# [WHAT THE TASK REQUIRES]
Pull each line with the string "while" from the entries.

#####

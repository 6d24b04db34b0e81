//! Palette and status pill styling.

use project_cards_types::PaymentStatus;

/// Dark ink used for text on light controls and for the paid pill.
pub const INK: &str = "#272D41";
/// Light grey behind category pills and unpaid status pills.
pub const PILL_BACKGROUND: &str = "#D4DADB";
pub const TOGGLE_BACKGROUND: &str = "#D5D9DD";
pub const TOGGLE_HOVER_BACKGROUND: &str = "#C1C7CD";

/// Visual variant of a status pill.
#[derive(Debug, Clone, Copy, PartialEq, Eq)]
pub struct StatusStyle {
    /// Modifier class carrying text color and shadow
    pub class: &'static str,
    pub background: &'static str,
}

impl StatusStyle {
    pub fn style_attr(&self) -> String {
        format!("background-color: {}", self.background)
    }
}

/// Status pill style, a pure function of the status.
pub const fn status_style(status: PaymentStatus) -> StatusStyle {
    match status {
        PaymentStatus::Paid => StatusStyle { class: "status-pill--paid", background: INK },
        PaymentStatus::NotPaid => StatusStyle { class: "status-pill--unpaid", background: PILL_BACKGROUND },
    }
}

#[cfg(test)]
mod tests {
    use super::*;

    #[test]
    fn test_status_style_pairs() {
        assert_eq!(
            status_style(PaymentStatus::Paid),
            StatusStyle { class: "status-pill--paid", background: "#272D41" }
        );
        assert_eq!(
            status_style(PaymentStatus::NotPaid),
            StatusStyle { class: "status-pill--unpaid", background: "#D4DADB" }
        );
    }

    #[test]
    fn test_status_style_is_deterministic() {
        for status in [PaymentStatus::Paid, PaymentStatus::NotPaid] {
            assert_eq!(status_style(status), status_style(status));
        }
        assert_ne!(status_style(PaymentStatus::Paid), status_style(PaymentStatus::NotPaid));
    }

    #[test]
    fn test_style_attr() {
        assert_eq!(status_style(PaymentStatus::Paid).style_attr(), "background-color: #272D41");
    }
}
//! Project Cards - Leptos demo
//!
//! Mounts the card list with the bundled sample projects.

// Dependencies used in lib.rs submodules, acknowledged here for bin target
use gloo_timers as _;
use leptos_meta as _;
use project_cards_types as _;
use serde as _;

use leptos::prelude::*;
use project_cards_leptos::app::App;

fn main() {
    // Initialize panic hook for better error messages
    console_error_panic_hook::set_once();

    // Initialize logging (ignore error if already initialized)
    drop(console_log::init_with_level(log::Level::Debug));

    log::info!("Project Cards (Leptos) starting...");

    mount_to_body(App);
}
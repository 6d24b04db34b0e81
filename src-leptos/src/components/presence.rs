//! Mount/unmount with an exit animation.

use gloo_timers::callback::Timeout;
use leptos::prelude::*;
use std::cell::RefCell;
use std::rc::Rc;
use std::time::Duration;

/// Lifecycle of the presented children.
#[derive(Debug, Clone, Copy, Default, PartialEq, Eq)]
pub enum PresencePhase {
    #[default]
    Hidden,
    Shown,
    /// Still mounted while the exit animation plays
    Leaving,
}

impl PresencePhase {
    pub const fn initial(when: bool) -> Self {
        if when {
            Self::Shown
        } else {
            Self::Hidden
        }
    }

    /// React to the `when` signal changing.
    pub const fn on_when(self, when: bool) -> Self {
        match (self, when) {
            (_, true) => Self::Shown,
            (Self::Hidden, false) => Self::Hidden,
            (Self::Shown | Self::Leaving, false) => Self::Leaving,
        }
    }

    /// The exit timer fired. Only a phase still leaving unmounts.
    pub const fn on_timeout(self) -> Self {
        match self {
            Self::Leaving => Self::Hidden,
            other => other,
        }
    }

    pub const fn is_mounted(self) -> bool {
        !matches!(self, Self::Hidden)
    }

    pub const fn is_leaving(self) -> bool {
        matches!(self, Self::Leaving)
    }
}

/// Renders `children` while `when` is true and keeps them mounted for
/// `exit_after` once it turns false, with `exit_class` applied so the
/// collapse can play. Turning `when` back on during the exit keeps the
/// existing children and drops the pending unmount. A zero `exit_after`
/// unmounts immediately.
#[component]
pub fn Presence(
    #[prop(into)] when: Signal<bool>,
    exit_after: Duration,
    class: &'static str,
    enter_class: &'static str,
    exit_class: &'static str,
    children: ChildrenFn,
) -> impl IntoView {
    let phase = RwSignal::new(PresencePhase::initial(when.get_untracked()));
    let exit_ms = u32::try_from(exit_after.as_millis()).unwrap_or(u32::MAX);

    // Dropping a Timeout cancels it, so replacing or clearing the slot is enough.
    // The slot lives in the effect, so unmounting the component cancels it too.
    let pending = Rc::new(RefCell::new(None::<Timeout>));
    Effect::new(move |_| {
        let previous = phase.get_untracked();
        let mut next = previous.on_when(when.get());

        if next.is_leaving() && exit_ms == 0 {
            next = next.on_timeout();
        }
        if next.is_leaving() && !previous.is_leaving() {
            let timer = Timeout::new(exit_ms, move || phase.update(|p| *p = p.on_timeout()));
            *pending.borrow_mut() = Some(timer);
        } else if !next.is_leaving() {
            drop(pending.borrow_mut().take());
        }
        phase.set(next);
    });

    view! {
        <Show when=move || phase.get().is_mounted()>
            <div class=move || {
                format!("{} {}", class, if phase.get().is_leaving() { exit_class } else { enter_class })
            }>{children()}</div>
        </Show>
    }
}
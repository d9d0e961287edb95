// Copyright 2025 the Understory Authors
// SPDX-License-Identifier: Apache-2.0 OR MIT

//! Cancellable deferred-invocation primitives.
//!
//! Both primitives only record *whether* work is due; running the work is up to
//! the owner. Neither reads a clock: time is a caller-supplied monotonic
//! timestamp in milliseconds, the same convention used for pointer timestamps
//! elsewhere in Understory.
//!
//! - [`TickOnce`] collapses any number of requests made during one scheduling tick
//!   into a single invocation at the end of that tick.
//! - [`Debounce`] defers an invocation until a quiet period has elapsed since the
//!   *last* request (trailing edge).
//!
//! ```
//! use understory_radar::schedule::{Debounce, TickOnce};
//!
//! let mut once = TickOnce::new();
//! assert!(once.schedule());
//! assert!(!once.schedule()); // already pending this tick
//! assert!(once.take());
//! assert!(!once.take());
//!
//! let mut debounce = Debounce::new();
//! debounce.schedule(0, 64);
//! debounce.schedule(50, 64); // pushes the deadline to 114
//! assert!(!debounce.poll(100));
//! assert!(debounce.poll(114));
//! assert!(!debounce.poll(200));
//! ```

/// Run-at-most-once-per-tick flag.
#[derive(Clone, Copy, Debug, Default, PartialEq, Eq)]
pub struct TickOnce {
    pending: bool,
}

impl TickOnce {
    /// Creates an idle flag.
    #[must_use]
    pub const fn new() -> Self {
        Self { pending: false }
    }

    /// Requests an invocation at the end of the current tick.
    ///
    /// Returns `true` if this request armed the flag, `false` if an invocation
    /// was already pending.
    pub fn schedule(&mut self) -> bool {
        let armed = !self.pending;
        self.pending = true;
        armed
    }

    /// Consumes the pending invocation, if any.
    pub fn take(&mut self) -> bool {
        core::mem::take(&mut self.pending)
    }

    /// Drops the pending invocation. Safe to call when nothing is pending.
    pub fn cancel(&mut self) {
        self.pending = false;
    }

    /// Returns `true` if an invocation is pending.
    #[must_use]
    pub const fn is_pending(&self) -> bool {
        self.pending
    }
}

/// Trailing-edge debounce.
#[derive(Clone, Copy, Debug, Default, PartialEq, Eq)]
pub struct Debounce {
    deadline: Option<u64>,
}

impl Debounce {
    /// Creates an idle debounce.
    #[must_use]
    pub const fn new() -> Self {
        Self { deadline: None }
    }

    /// (Re)arms the debounce so that it fires `delay` milliseconds after `now`.
    ///
    /// A request made while already armed replaces the previous deadline.
    pub fn schedule(&mut self, now: u64, delay: u64) {
        self.deadline = Some(now.saturating_add(delay));
    }

    /// Returns `true` exactly once when `now` has reached the deadline.
    pub fn poll(&mut self, now: u64) -> bool {
        match self.deadline {
            Some(deadline) if now >= deadline => {
                self.deadline = None;
                true
            }
            _ => false,
        }
    }

    /// Drops the pending invocation. Safe to call when nothing is pending.
    pub fn cancel(&mut self) {
        self.deadline = None;
    }

    /// The time at which the pending invocation fires, if any.
    #[must_use]
    pub const fn deadline(&self) -> Option<u64> {
        self.deadline
    }

    /// Returns `true` if an invocation is pending.
    #[must_use]
    pub const fn is_pending(&self) -> bool {
        self.deadline.is_some()
    }
}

#####

# [TASK SOLUTION]
    /// Still mounted while the exit animation plays
/// Renders `children` while `when` is true and keeps them mounted for
    /// A request made while already armed replaces the previous deadline.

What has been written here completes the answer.